--- Required action ---
Where a line contains the word "mpsc", copy that line from the records below.

--- Supplied data ---
impl UserProfile {
    pub fn address(&self) -> RecipientAddress {
        RecipientAddress {
            name: self.display_name.clone(),
            phone: self.phone.clone(),
            postal_code: self.postal_code.clone(),
            region: self.region.clone(),
            city: self.city.clone(),
            address_line1: self.address_line1.clone(),
            address_line2: self.address_line2.clone(),
        }
    }
}

//--------------------------------------      OrderStatus      ---------------------------------------------------------
#[derive(Debug, Clone, Copy, PartialEq, Eq, Type, Serialize, Deserialize)]
#[sqlx(rename_all = "snake_case")]
#[serde(rename_all = "snake_case")]
pub enum OrderStatus {
    Pending,
    Completed,
    Cancelled,
}

impl Display for OrderStatus {
    fn fmt(&self, f: &mut std::fmt::Formatter<'_>) -> std::fmt::Result {
        match self {
            OrderStatus::Pending => write!(f, "pending"),
            OrderStatus::Completed => write!(f, "completed"),
            OrderStatus::Cancelled => write!(f, "cancelled"),
        }
    }
}

//--------------------------------------         Order         ---------------------------------------------------------
#[derive(Debug, Clone, PartialEq, Eq, FromRow, Serialize)]
pub struct Order {
    pub id: OrderId,
    pub watch_id: WatchId,
    pub buyer_id: UserId,
    pub seller_id: UserId,
    pub item_id: ItemId,
    pub price: Yen,
    pub status: OrderStatus,
    pub payment_method_ref: String,
    #[sqlx(flatten)]
    pub recipient: RecipientAddress,
    pub delivery_time_slot: Option<String>,
    pub shipping_label_ref: Option<String>,
    pub created_at: DateTime<Utc>,
    pub updated_at: DateTime<Utc>,
}

#[derive(Debug, Clone, PartialEq, Eq)]
pub struct NewOrder {
    pub watch_id: WatchId,
    pub buyer_id: UserId,
    pub seller_id: UserId,
    pub item_id: ItemId,
    pub price: Yen,
    pub payment_method_ref: String,
    pub recipient: RecipientAddress,
    pub delivery_time_slot: Option<String>,
    pub created_at: DateTime<Utc>,
}

impl NewOrder {
    /// Materializes the order for a watch that has just claimed `item` at `price`.
    pub fn for_watch(watch: &Watch, item: &ItemSnapshot, price: Yen, created_at: DateTime<Utc>) -> Self {
        Self {
            watch_id: watch.id,
            buyer_id: watch.buyer_id,
            seller_id: item.seller_id,
            item_id: watch.item_id,
            price,
            payment_method_ref: watch.payment_method_ref.clone(),
            recipient: watch.recipient.clone(),
            delivery_time_slot: watch.delivery_time_slot.clone(),
            created_at,
        }
    }
}

//--------------------------------------  ReconciliationAnomaly  -------------------------------------------------------
/// An item that was claimed but not turned into a finished purchase. These need a human.
#[derive(Debug, Clone, PartialEq, Eq, FromRow, Serialize)]
pub struct ReconciliationAnomaly {
    pub id: i64,
    pub watch_id: WatchId,
    pub item_id: ItemId,
    pub order_id: Option<OrderId>,
    pub reason: String,
    pub created_at: DateTime<Utc>,
    pub resolved_at: Option<DateTime<Utc>>,
}

#[derive(Debug, Clone, PartialEq, Eq)]
pub struct NewAnomaly {
    pub watch_id: WatchId,
    pub item_id: ItemId,
    pub order_id: Option<OrderId>,
    pub reason: String,
    pub created_at: DateTime<Utc>,
}

//--------------------------------------   NotificationKind    ---------------------------------------------------------
#[derive(Debug, Clone, Copy, PartialEq, Eq, Type, Serialize, Deserialize)]
#[sqlx(rename_all = "snake_case")]
#[serde(rename_all = "snake_case")]
pub enum NotificationKind {
    AutoPurchaseWatchCreated,
    AutoPurchaseWatchCancelled,
    AutoPurchaseWatchExpired,
    AutoPurchaseExecuted,
    ProductSold,
}
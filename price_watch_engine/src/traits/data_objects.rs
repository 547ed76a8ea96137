use pw_common::{Secret, Yen};
use serde::{Deserialize, Serialize};

use crate::db_types::PaymentAuthorization;

#[derive(Debug, Clone, Default, Deserialize)]
pub struct PaymentInstrument {
    pub card_number: Secret<String>,
    pub expiry_month: u32,
    pub expiry_year: i32,
    pub cvv: Secret<String>,
    pub cardholder_name: String,
}

#[derive(Debug, Clone, PartialEq, Eq, Serialize, Deserialize)]
pub struct AuthorizationOutcome {
    pub authorized: bool,
    #[serde(skip_serializing_if = "Option::is_none")]
    pub authorization: Option<PaymentAuthorization>,
    #[serde(skip_serializing_if = "Option::is_none")]
    pub decline_reason: Option<String>,
}

impl AuthorizationOutcome {
    pub fn approved(authorization: PaymentAuthorization) -> Self {
        Self { authorized: true, authorization: Some(authorization), decline_reason: None }
    }

    pub fn declined<S: Into<String>>(reason: S) -> Self {
        Self { authorized: false, authorization: None, decline_reason: Some(reason.into()) }
    }
}
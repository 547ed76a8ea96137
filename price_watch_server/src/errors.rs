use actix_web::{
    error::ResponseError,
    http::{header::ContentType, StatusCode},
    HttpResponse,
};
use price_watch_engine::WatchApiError;
use thiserror::Error;

#[derive(Debug, Error)]
pub enum ServerError {
    #[error("Could not initialize server. {0}")]
    InitializeError(String),
    #[error("An error occurred on the backend of the server. {0}")]
    BackendError(String),
    #[error("Could not read request body: {0}")]
    InvalidRequestBody(String),
    #[error("Could not read request path: {0}")]
    InvalidRequestPath(String),
    #[error("The pw_user_id header is missing or invalid")]
    MissingIdentity,
    #[error("The scan key is missing or incorrect")]
    InvalidScanKey,
    #[error("An I/O error happened in the server. {0}")]
    IOError(#[from] std::io::Error),
    #[error("Invalid server configuration. {0}")]
    ConfigurationError(String),
    #[error("{0}")]
    WatchError(#[from] WatchApiError),
}

impl ResponseError for ServerError {
    fn status_code(&self) -> StatusCode {
        match self {
            Self::InvalidRequestBody(_) => StatusCode::BAD_REQUEST,
            Self::InvalidRequestPath(_) => StatusCode::BAD_REQUEST,
            Self::MissingIdentity => StatusCode::UNAUTHORIZED,
            Self::InvalidScanKey => StatusCode::FORBIDDEN,
            Self::InitializeError(_) => StatusCode::INTERNAL_SERVER_ERROR,
            Self::BackendError(_) => StatusCode::INTERNAL_SERVER_ERROR,
            Self::IOError(_) => StatusCode::INTERNAL_SERVER_ERROR,
            Self::ConfigurationError(_) => StatusCode::INTERNAL_SERVER_ERROR,
            Self::WatchError(e) => match e {
                WatchApiError::ValidationError(_) => StatusCode::BAD_REQUEST,
                WatchApiError::AuthorizationError(_) => StatusCode::FORBIDDEN,
                WatchApiError::NotFound(_) => StatusCode::NOT_FOUND,
                WatchApiError::StateError(_) | WatchApiError::ConflictError(_) => StatusCode::CONFLICT,
                WatchApiError::UnavailableError(_) => StatusCode::SERVICE_UNAVAILABLE,
                WatchApiError::ReconciliationAnomaly(_) | WatchApiError::DatabaseError(_) => {
                    StatusCode::INTERNAL_SERVER_ERROR
                },
            },
        }
    }

    fn error_response(&self) -> HttpResponse {
        HttpResponse::build(self.status_code())
            .insert_header(ContentType::json())
            .body(serde_json::json!({ "error": self.to_string() }).to_string())
    }
}
//! Stateless pub-sub for engine events.
//!
//! Subscribers get a copy of the event and nothing else; they cannot reach into the engine. Handlers may be async.
//! Each event is handled on its own task so a slow hook never holds up the scanner.
use std::{future::Future, pin::Pin, sync::Arc};

use log::*;
use tokio::{sync::mpsc, task::JoinSet};

pub type Handler<E> = Arc<dyn Fn(E) -> Pin<Box<dyn Future<Output = ()> + Send>> + Send + Sync>;

pub struct EventHandler<E: Send + Sync + 'static> {
    listener: mpsc::Receiver<E>,
    sender: mpsc::Sender<E>,
    handler: Handler<E>,
}

impl<E: Send + Sync + 'static> EventHandler<E> {
    pub fn new(buffer_size: usize, handler: Handler<E>) -> Self {
        let (sender, listener) = mpsc::channel(buffer_size);
        Self { listener, sender, handler }
    }

    pub fn subscribe(&self) -> EventProducer<E> {
        EventProducer::new(self.sender.clone())
    }

    /// Runs until every producer has been dropped, then waits for in-flight handlers to finish.
    pub async fn start_handler(mut self) {
        debug!("📬️ Starting event handler");
        // Our own sender must go, otherwise the channel never closes.
        drop(self.sender);
        let mut jobs = JoinSet::new();
        while let Some(ev) = self.listener.recv().await {
            trace!("📬️ Handling event");
            let handler = Arc::clone(&self.handler);
            jobs.spawn(async move { (handler)(ev).await });
            // Reap whatever has already completed so the set does not grow without bound.
            while let Some(done) = jobs.try_join_next() {
                if let Err(e) = done {
                    warn!("📬️ Event hook panicked: {e}");
                }
            }
        }
        debug!("📬️ All producers gone. Draining {} pending hooks", jobs.len());
        while let Some(done) = jobs.join_next().await {
            if let Err(e) = done {
                warn!("📬️ Event hook panicked: {e}");
            }
        }
        debug!("📬️ Event handler has shut down");
    }
}

#[derive(Clone)]
pub struct EventProducer<E: Send + Sync> {
    sender: mpsc::Sender<E>,
}

impl<E: Send + Sync> EventProducer<E> {
    pub fn new(sender: mpsc::Sender<E>) -> Self {
        Self { sender }
    }

    pub async fn publish_event(&self, event: E) {
        if let Err(e) = self.sender.send(event).await {
            error!("📬️ Failed to send event: {e}");
        }
    }
}
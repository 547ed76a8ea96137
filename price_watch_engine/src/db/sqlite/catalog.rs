use chrono::Utc;
use log::debug;
use pw_common::Yen;
use sqlx::SqliteConnection;

use crate::{
    db::sqlite::SqliteDatabaseError,
    db_types::{ItemId, ItemSnapshot, ItemStatus, NewItem},
};

pub async fn insert_item(item: NewItem, conn: &mut SqliteConnection) -> Result<ItemSnapshot, SqliteDatabaseError> {
    let now = Utc::now();
    let record = sqlx::query_as::<_, ItemSnapshot>(
        r#"
            INSERT INTO items (seller_id, title, price, status, weight_kg, created_at, updated_at)
            VALUES ($1, $2, $3, 'active', $4, $5, $5)
            RETURNING id, seller_id, title, price, status, weight_kg;
        "#,
    )
    .bind(item.seller_id)
    .bind(item.title)
    .bind(item.price)
    .bind(item.weight_kg)
    .bind(now)
    .fetch_one(conn)
    .await?;
    Ok(record)
}

pub async fn fetch_item(id: ItemId, conn: &mut SqliteConnection) -> Result<Option<ItemSnapshot>, SqliteDatabaseError> {
    let item = sqlx::query_as::<_, ItemSnapshot>(
        "SELECT id, seller_id, title, price, status, weight_kg FROM items WHERE id = $1",
    )
    .bind(id)
    .fetch_optional(conn)
    .await?;
    Ok(item)
}

/// The single compare-and-swap that decides which watch gets the item.
pub async fn claim_item(id: ItemId, ceiling: Yen, conn: &mut SqliteConnection) -> Result<Option<Yen>, SqliteDatabaseError> {
    let price = sqlx::query_scalar::<_, Yen>(
        r#"
            UPDATE items SET status = 'sold', updated_at = $1
            WHERE id = $2 AND status = 'active' AND price <= $3
            RETURNING price;
        "#,
    )
    .bind(Utc::now())
    .bind(id)
    .bind(ceiling)
    .fetch_optional(conn)
    .await?;
    if let Some(p) = price {
        debug!("🗃️ {id} claimed at {p}");
    }
    Ok(price)
}

pub async fn set_item_price(id: ItemId, price: Yen, conn: &mut SqliteConnection) -> Result<(), SqliteDatabaseError> {
    let result = sqlx::query("UPDATE items SET price = $1, updated_at = $2 WHERE id = $3")
        .bind(price)
        .bind(Utc::now())
        .bind(id)
        .execute(conn)
        .await?;
    if result.rows_affected() == 0 {
        return Err(SqliteDatabaseError::NotFound(id.to_string()));
    }
    debug!("🗃️ {id} repriced to {price}");
    Ok(())
}

pub async fn set_item_status(
    id: ItemId,
    status: ItemStatus,
    conn: &mut SqliteConnection,
) -> Result<(), SqliteDatabaseError> {
    let result = sqlx::query("UPDATE items SET status = $1, updated_at = $2 WHERE id = $3")
        .bind(status)
        .bind(Utc::now())
        .bind(id)
        .execute(conn)
        .await?;
    if result.rows_affected() == 0 {
        return Err(SqliteDatabaseError::NotFound(id.to_string()));
    }
    Ok(())
}
use chrono::Utc;
use sqlx::SqliteConnection;

use crate::{
    db::sqlite::SqliteDatabaseError,
    db_types::{RecipientAddress, UserId, UserProfile},
};

const USER_COLUMNS: &str = "id, display_name, phone, postal_code, region, city, address_line1, address_line2";

pub async fn insert_user(
    address: RecipientAddress,
    conn: &mut SqliteConnection,
) -> Result<UserProfile, SqliteDatabaseError> {
    let sql = format!(
        r#"
            INSERT INTO users (display_name, phone, postal_code, region, city, address_line1, address_line2, created_at)
            VALUES ($1, $2, $3, $4, $5, $6, $7, $8)
            RETURNING {USER_COLUMNS};
        "#
    );
    let user = sqlx::query_as::<_, UserProfile>(&sql)
        .bind(address.name)
        .bind(address.phone)
        .bind(address.postal_code)
        .bind(address.region)
        .bind(address.city)
        .bind(address.address_line1)
        .bind(address.address_line2)
        .bind(Utc::now())
        .fetch_one(conn)
        .await?;
    Ok(user)
}

pub async fn fetch_user(id: UserId, conn: &mut SqliteConnection) -> Result<Option<UserProfile>, SqliteDatabaseError> {
    let sql = format!("SELECT {USER_COLUMNS} FROM users WHERE id = $1");
    let user = sqlx::query_as::<_, UserProfile>(&sql).bind(id).fetch_optional(conn).await?;
    Ok(user)
}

--- Solved exercise ---
use tokio::{sync::mpsc, task::JoinSet};
    listener: mpsc::Receiver<E>,
    sender: mpsc::Sender<E>,
        let (sender, listener) = mpsc::channel(buffer_size);
    sender: mpsc::Sender<E>,
    pub fn new(sender: mpsc::Sender<E>) -> Self {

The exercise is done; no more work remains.